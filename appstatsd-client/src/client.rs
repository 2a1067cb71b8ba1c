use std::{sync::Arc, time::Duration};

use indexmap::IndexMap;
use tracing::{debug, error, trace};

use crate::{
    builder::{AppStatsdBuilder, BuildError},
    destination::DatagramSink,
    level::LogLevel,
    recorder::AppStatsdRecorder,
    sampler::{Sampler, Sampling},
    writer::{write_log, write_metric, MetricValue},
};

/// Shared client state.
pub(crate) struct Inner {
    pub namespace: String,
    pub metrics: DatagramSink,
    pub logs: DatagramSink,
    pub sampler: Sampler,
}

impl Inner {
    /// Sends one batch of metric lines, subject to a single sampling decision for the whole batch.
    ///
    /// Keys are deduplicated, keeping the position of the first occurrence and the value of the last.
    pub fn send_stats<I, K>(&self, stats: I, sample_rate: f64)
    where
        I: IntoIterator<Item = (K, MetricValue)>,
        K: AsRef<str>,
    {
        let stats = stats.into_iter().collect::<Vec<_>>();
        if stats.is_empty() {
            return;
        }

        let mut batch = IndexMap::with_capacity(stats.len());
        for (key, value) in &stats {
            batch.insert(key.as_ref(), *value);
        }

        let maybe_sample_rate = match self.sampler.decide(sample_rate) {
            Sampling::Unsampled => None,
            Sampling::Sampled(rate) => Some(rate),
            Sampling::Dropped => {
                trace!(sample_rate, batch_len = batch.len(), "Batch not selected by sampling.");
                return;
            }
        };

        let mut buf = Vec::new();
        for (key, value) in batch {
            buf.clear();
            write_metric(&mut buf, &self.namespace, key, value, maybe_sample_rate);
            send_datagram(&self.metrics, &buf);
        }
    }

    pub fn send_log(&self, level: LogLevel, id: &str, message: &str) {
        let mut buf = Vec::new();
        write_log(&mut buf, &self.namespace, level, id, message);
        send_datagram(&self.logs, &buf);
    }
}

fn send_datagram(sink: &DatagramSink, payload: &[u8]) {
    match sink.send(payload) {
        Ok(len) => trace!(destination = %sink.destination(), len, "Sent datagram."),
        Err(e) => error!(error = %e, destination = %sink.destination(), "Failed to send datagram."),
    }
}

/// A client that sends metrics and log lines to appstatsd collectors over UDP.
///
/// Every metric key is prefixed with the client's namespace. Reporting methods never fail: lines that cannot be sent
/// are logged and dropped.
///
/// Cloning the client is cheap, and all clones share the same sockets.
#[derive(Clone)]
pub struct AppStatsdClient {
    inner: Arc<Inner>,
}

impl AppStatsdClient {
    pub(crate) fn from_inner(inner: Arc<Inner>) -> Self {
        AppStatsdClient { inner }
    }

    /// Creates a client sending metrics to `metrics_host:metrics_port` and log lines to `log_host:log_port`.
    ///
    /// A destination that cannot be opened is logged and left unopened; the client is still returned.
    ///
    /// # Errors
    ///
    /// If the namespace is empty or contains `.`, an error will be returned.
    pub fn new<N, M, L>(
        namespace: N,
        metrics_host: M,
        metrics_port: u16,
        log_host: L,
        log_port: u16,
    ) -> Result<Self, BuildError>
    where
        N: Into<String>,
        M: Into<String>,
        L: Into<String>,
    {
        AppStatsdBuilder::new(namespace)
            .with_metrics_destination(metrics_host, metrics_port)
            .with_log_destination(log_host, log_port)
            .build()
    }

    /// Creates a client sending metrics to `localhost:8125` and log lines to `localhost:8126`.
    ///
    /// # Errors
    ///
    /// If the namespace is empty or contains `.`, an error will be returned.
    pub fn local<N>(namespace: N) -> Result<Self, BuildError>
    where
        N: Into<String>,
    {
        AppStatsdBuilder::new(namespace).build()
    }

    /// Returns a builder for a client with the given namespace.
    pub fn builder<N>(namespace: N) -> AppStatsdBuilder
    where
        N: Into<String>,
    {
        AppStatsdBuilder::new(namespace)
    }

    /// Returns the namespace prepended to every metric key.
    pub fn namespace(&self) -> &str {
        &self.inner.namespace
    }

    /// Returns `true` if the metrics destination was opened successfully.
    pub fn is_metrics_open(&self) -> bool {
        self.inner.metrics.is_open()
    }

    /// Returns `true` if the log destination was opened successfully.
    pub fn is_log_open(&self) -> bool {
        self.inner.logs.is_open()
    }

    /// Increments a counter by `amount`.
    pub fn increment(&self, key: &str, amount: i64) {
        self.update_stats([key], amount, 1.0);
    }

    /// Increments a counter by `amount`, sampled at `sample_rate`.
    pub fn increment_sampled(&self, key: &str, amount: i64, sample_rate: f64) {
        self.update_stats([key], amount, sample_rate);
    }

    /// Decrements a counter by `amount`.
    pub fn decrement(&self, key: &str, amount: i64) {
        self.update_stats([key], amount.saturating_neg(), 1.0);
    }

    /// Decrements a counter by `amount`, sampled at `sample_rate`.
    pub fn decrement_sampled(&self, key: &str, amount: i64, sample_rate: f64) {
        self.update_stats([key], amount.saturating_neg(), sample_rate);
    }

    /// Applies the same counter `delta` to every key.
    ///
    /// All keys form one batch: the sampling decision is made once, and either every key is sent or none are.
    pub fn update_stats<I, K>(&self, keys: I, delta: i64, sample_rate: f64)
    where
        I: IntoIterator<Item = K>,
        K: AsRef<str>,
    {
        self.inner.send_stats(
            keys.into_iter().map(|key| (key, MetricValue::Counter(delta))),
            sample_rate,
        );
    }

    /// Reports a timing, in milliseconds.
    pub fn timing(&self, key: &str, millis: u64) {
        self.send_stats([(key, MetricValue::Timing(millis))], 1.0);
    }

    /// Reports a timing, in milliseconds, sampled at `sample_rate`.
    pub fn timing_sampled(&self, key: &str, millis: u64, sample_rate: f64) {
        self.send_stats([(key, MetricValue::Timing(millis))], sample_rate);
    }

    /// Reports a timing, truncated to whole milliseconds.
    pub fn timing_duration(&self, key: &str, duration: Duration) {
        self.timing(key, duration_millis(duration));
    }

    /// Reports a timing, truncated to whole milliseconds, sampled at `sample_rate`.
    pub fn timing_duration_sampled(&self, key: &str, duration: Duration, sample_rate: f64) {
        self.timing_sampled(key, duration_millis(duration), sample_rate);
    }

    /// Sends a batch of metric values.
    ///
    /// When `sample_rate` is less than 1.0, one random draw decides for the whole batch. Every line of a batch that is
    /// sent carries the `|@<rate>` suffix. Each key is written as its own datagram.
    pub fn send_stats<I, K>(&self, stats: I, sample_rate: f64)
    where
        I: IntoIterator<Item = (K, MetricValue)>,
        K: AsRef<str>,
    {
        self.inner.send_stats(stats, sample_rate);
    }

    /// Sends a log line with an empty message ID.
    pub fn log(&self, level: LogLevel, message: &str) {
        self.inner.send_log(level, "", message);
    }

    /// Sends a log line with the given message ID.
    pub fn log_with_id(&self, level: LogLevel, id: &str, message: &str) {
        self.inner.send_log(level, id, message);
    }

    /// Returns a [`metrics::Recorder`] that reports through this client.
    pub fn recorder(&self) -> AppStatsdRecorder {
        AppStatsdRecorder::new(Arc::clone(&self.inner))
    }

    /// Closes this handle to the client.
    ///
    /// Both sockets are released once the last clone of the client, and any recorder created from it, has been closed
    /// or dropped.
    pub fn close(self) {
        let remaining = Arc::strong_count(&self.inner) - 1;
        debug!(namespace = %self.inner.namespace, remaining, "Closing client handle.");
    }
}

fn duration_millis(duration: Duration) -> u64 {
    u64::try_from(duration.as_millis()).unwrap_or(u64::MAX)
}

Work to complete:
Search the material for the word "DatagramSink" and copy each line where it occurs.

Answer to this problem:
    destination::DatagramSink,
    pub metrics: DatagramSink,
    pub logs: DatagramSink,
fn send_datagram(sink: &DatagramSink, payload: &[u8]) {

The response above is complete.